Start of EXCERPTED RECORDS

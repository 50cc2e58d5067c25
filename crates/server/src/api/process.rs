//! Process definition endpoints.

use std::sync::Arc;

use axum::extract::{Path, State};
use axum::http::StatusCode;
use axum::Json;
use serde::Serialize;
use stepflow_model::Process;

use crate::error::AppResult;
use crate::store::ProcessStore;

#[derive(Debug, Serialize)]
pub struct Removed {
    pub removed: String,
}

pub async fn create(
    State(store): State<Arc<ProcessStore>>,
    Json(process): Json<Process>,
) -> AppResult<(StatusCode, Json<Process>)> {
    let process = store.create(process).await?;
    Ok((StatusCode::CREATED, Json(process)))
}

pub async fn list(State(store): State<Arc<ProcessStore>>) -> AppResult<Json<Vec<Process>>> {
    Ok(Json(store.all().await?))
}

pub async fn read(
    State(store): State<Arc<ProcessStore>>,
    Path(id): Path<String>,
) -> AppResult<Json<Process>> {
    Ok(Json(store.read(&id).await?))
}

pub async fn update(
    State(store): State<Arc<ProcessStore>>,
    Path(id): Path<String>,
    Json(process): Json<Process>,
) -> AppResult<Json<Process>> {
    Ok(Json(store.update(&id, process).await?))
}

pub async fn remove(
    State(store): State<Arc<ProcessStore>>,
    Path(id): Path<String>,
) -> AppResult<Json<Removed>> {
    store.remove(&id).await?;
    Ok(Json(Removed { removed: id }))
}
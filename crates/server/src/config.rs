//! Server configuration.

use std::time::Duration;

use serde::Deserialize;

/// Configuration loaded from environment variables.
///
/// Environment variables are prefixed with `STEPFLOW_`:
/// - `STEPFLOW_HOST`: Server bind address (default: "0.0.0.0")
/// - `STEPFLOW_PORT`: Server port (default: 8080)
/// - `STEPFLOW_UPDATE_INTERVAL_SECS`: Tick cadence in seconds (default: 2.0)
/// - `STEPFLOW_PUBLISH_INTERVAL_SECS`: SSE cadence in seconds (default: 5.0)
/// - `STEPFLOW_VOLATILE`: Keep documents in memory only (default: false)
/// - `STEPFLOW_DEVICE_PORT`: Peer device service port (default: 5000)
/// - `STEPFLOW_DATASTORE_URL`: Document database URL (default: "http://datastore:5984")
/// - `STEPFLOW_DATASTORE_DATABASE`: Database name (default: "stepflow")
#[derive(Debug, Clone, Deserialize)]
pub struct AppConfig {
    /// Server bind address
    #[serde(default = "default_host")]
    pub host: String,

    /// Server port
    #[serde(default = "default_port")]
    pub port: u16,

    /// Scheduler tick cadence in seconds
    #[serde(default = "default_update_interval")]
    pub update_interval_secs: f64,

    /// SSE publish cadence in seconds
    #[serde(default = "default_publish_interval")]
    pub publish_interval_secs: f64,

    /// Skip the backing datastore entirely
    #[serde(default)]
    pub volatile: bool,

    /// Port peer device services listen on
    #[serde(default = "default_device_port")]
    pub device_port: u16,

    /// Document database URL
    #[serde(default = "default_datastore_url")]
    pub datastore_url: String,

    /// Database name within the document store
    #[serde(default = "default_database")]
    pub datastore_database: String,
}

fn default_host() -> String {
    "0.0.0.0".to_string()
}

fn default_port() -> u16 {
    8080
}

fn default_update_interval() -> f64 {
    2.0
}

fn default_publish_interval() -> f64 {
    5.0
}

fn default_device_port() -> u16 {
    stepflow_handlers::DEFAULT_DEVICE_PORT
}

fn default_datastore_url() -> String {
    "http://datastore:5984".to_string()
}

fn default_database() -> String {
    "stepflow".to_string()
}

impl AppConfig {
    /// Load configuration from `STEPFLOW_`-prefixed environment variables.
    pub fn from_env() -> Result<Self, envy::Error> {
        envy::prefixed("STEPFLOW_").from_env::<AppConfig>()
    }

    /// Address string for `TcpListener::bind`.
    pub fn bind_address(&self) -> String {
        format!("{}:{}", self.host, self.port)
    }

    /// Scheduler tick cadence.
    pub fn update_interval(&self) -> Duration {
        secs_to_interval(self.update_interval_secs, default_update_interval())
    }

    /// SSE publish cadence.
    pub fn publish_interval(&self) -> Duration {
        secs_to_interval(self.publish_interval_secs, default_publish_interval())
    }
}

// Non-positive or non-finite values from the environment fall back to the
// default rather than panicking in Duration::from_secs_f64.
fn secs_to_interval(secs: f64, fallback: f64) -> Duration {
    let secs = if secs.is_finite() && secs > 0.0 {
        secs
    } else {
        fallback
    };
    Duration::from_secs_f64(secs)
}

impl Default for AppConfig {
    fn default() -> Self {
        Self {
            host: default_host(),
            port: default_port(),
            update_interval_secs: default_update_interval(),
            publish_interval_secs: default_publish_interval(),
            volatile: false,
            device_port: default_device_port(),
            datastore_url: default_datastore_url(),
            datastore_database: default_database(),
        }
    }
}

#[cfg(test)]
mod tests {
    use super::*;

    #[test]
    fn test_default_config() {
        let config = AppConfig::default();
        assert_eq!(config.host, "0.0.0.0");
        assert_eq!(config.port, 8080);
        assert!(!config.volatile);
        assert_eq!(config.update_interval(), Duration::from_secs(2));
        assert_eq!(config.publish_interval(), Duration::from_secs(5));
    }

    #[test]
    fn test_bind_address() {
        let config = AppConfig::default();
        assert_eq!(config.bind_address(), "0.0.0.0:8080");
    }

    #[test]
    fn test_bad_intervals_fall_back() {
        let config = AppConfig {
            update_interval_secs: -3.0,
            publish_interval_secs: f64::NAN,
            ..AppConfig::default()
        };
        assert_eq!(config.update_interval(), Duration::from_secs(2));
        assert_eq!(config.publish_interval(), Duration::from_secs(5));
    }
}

End of EXCERPTED RECORDS

**EXERCISE GOAL**
If a line of the data above contains "fallback", copy it out.

**EXERCISE ANSWER**
fn secs_to_interval(secs: f64, fallback: f64) -> Duration {
        fallback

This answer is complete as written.